Nur zur Erinnerung, was mit diesem Vergleich verharmlost wird (nach: Joseph Walk (Hg.): Das Sonderrecht für die Juden im NS-Staat. Eine Sammlung der gesetzlichen Maßnahmen und Richtlinien – Inhalt und Bedeutung, Heidelberg, Karlsruhe 1981, http://www.lpb-bw.de/publikationen/pogrom/pogrom6.htm):

April 1933: Berufsverbot für jüdische Kassenärzte.

September 1935: Sämtliche Juden im Sinne des Reichsbürgergesetzes, die noch Richter und Staatsanwälte sind, werden sofort bis auf weiteres beurlaubt.

März 1938: Gesetz „über die Rechtsverhältnisse der jüdischen Kultusvereinigungen“: Den jüdischen Kultusvereinigungen und ihren Verbänden wird ab 1.4.38 die Stellung von Körperschaften des öffentlichen Rechts entzogen.

Juni 1938: In Krankenanstalten werden Juden von anderen getrennt untergebracht, da „der Gefahr einer Rasseschändung wirksam entgegengetreten“ werden muss.

August 1938: „Juden sind verpflichtet, die zusätzlichen Vornamen ‚Israel‘ oder ‚Sara‘ vom 1.1.39 ab zu führen.“

Oktober 1938: Die Reisepässe deutscher Juden werden ungültig. Auslandspässe erhielten ihre Gültigkeit zurück, nachdem sie mit einem „J“ versehen worden waren.

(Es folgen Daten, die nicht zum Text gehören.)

//! One kernel launch: every warp of the task runs until it finishes or suspends.
//!
//! Warps are scheduled on the rayon pool. They share the destination chunk through a
//! [`KdsAppender`](xpu_kds::KdsAppender), the task's counters, error record and fallback
//! buffer; everything else a warp touches is its own [`WarpContext`](crate::WarpContext).

use rayon::prelude::*;

use xpu_kds::{Kds, KdsFormat};
use xpu_result::{Error, Result};

use crate::pipeline::{LaunchShared, Step, SuspendReason, WarpRunner};
use crate::preagg::PreAggLayout;
use crate::session::KernSession;
use crate::task::GpuTask;

/// How the warps of one launch ended.
#[derive(Debug, Clone, Copy, Default, PartialEq, Eq)]
pub struct LaunchSummary {
    pub done: usize,
    pub aborted: usize,
    pub dest_full: usize,
    pub fallback_full: usize,
    pub cancelled: usize,
    /// Rows in the destination after the launch.
    pub nitems_out: u32,
}

impl LaunchSummary {
    #[inline]
    pub fn suspended(&self) -> usize {
        self.dest_full + self.fallback_full + self.cancelled
    }

    fn record(&mut self, step: Step) {
        match step {
            Step::Done => self.done += 1,
            Step::Aborted => self.aborted += 1,
            Step::Suspended(SuspendReason::DestinationFull) => self.dest_full += 1,
            Step::Suspended(SuspendReason::FallbackFull) => self.fallback_full += 1,
            Step::Suspended(SuspendReason::Cancelled) => self.cancelled += 1,
            // `WarpRunner::run` never stops on progress
            Step::Progress => {}
        }
    }
}

/// Launch a plain scan.
pub fn launch_scan(
    session: &KernSession<'_>,
    task: &mut GpuTask,
    dest: &mut Kds,
) -> Result<LaunchSummary> {
    if session.n_rels() != 0 {
        return Err(Error::InvalidArgumentError(format!(
            "launch_scan on a session with {} joins",
            session.n_rels()
        )));
    }
    launch(session, task, dest)
}

/// Launch a multi-relation join.
pub fn launch_join(
    session: &KernSession<'_>,
    task: &mut GpuTask,
    dest: &mut Kds,
) -> Result<LaunchSummary> {
    if session.n_rels() == 0 {
        return Err(Error::InvalidArgumentError(
            "launch_join on a session without inner relations".into(),
        ));
    }
    launch(session, task, dest)
}

pub(crate) fn launch(
    session: &KernSession<'_>,
    task: &mut GpuTask,
    dest: &mut Kds,
) -> Result<LaunchSummary> {
    if usize::from(task.n_rels) != session.n_rels() {
        return Err(Error::InvalidArgumentError(format!(
            "task was built for {} joins, session has {}",
            task.n_rels,
            session.n_rels()
        )));
    }
    if !matches!(dest.format(), KdsFormat::Row | KdsFormat::Column) {
        return Err(Error::InvalidArgumentError(format!(
            "destination must be a ROW or COLUMN chunk, got {:?}",
            dest.format()
        )));
    }
    let expected = session.program().output_columns().len();
    if dest.ncols() != expected {
        return Err(Error::InvalidArgumentError(format!(
            "destination has {} columns, program emits {expected}",
            dest.ncols()
        )));
    }

    task.resume = task.launches > 0;
    task.launches += 1;
    tracing::debug!(
        "[LAUNCH] #{} ({}) over {} warps, destination {} rooms / {} bytes",
        task.launches,
        if task.resume { "resume" } else { "initial" },
        task.warps.len(),
        dest.nrooms(),
        dest.length()
    );

    let preagg = PreAggLayout::from_program(session.program());
    let GpuTask {
        geometry,
        warps,
        suspend_count,
        stats,
        error,
        fallback,
        cancel,
        ..
    } = &mut *task;
    let shared = LaunchShared {
        nwarps: geometry.nwarps,
        dest: dest.appender(),
        stats,
        error,
        fallback,
        cancel,
        suspend_count,
        preagg: preagg.as_ref(),
    };
    let steps: Vec<Step> = warps
        .par_iter_mut()
        .map(|wc| WarpRunner::new(session, wc, &shared).run())
        .collect();

    let mut summary = LaunchSummary::default();
    for step in steps {
        summary.record(step);
    }
    summary.nitems_out = dest.nitems();
    tracing::debug!(
        "[LAUNCH] #{} finished: {} done, {} suspended, {} aborted, {} rows out",
        task.launches,
        summary.done,
        summary.suspended(),
        summary.aborted,
        summary.nitems_out
    );
    Ok(summary)
}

November 1938: „Juden ist der Besuch deutscher Schulen nicht gestattet. Sie dürfen nur jüdische Schulen besuchen.“

Dezember 1938: Die Führerscheine und Kraftwagenzulassungsbescheinigungen der Juden werden für ungültig erklärt und ihre Ablieferung angeordnet.

Januar 1939: „Juden ist es verboten, auf Märkten zu verkaufen.“

April 1939: Gesetz „über Mietverhältnisse mit Juden“: Juden genießen gegenüber einem nichtjüdischen Vermieter keinen gesetzlichen Mieterschutz. Vorbereitung zur Zusammenlegung jüdischer Familien in „Judenhäusern“.

 

Und dies ist nur eine unvollständige Übersicht über solche Rechtsverordnungen und Maßnahmen, welche noch vor Beginn des Zweiten Weltkrieges ausgeführt worden sind.

Angesichts dieser historischen Fakten muss die jüngste mediale Effekthascherei des ZMD Vorsitzenden als unsäglicher Bärendienst für alle Muslime begriffen werden. Es bleibt zu hoffen, dass die Öffentlichkeit bald zur Kenntnis nimmt, für wen der ZMD-Vorsitzende in Wirklichkeit spricht – nämlich nur für sich selbst.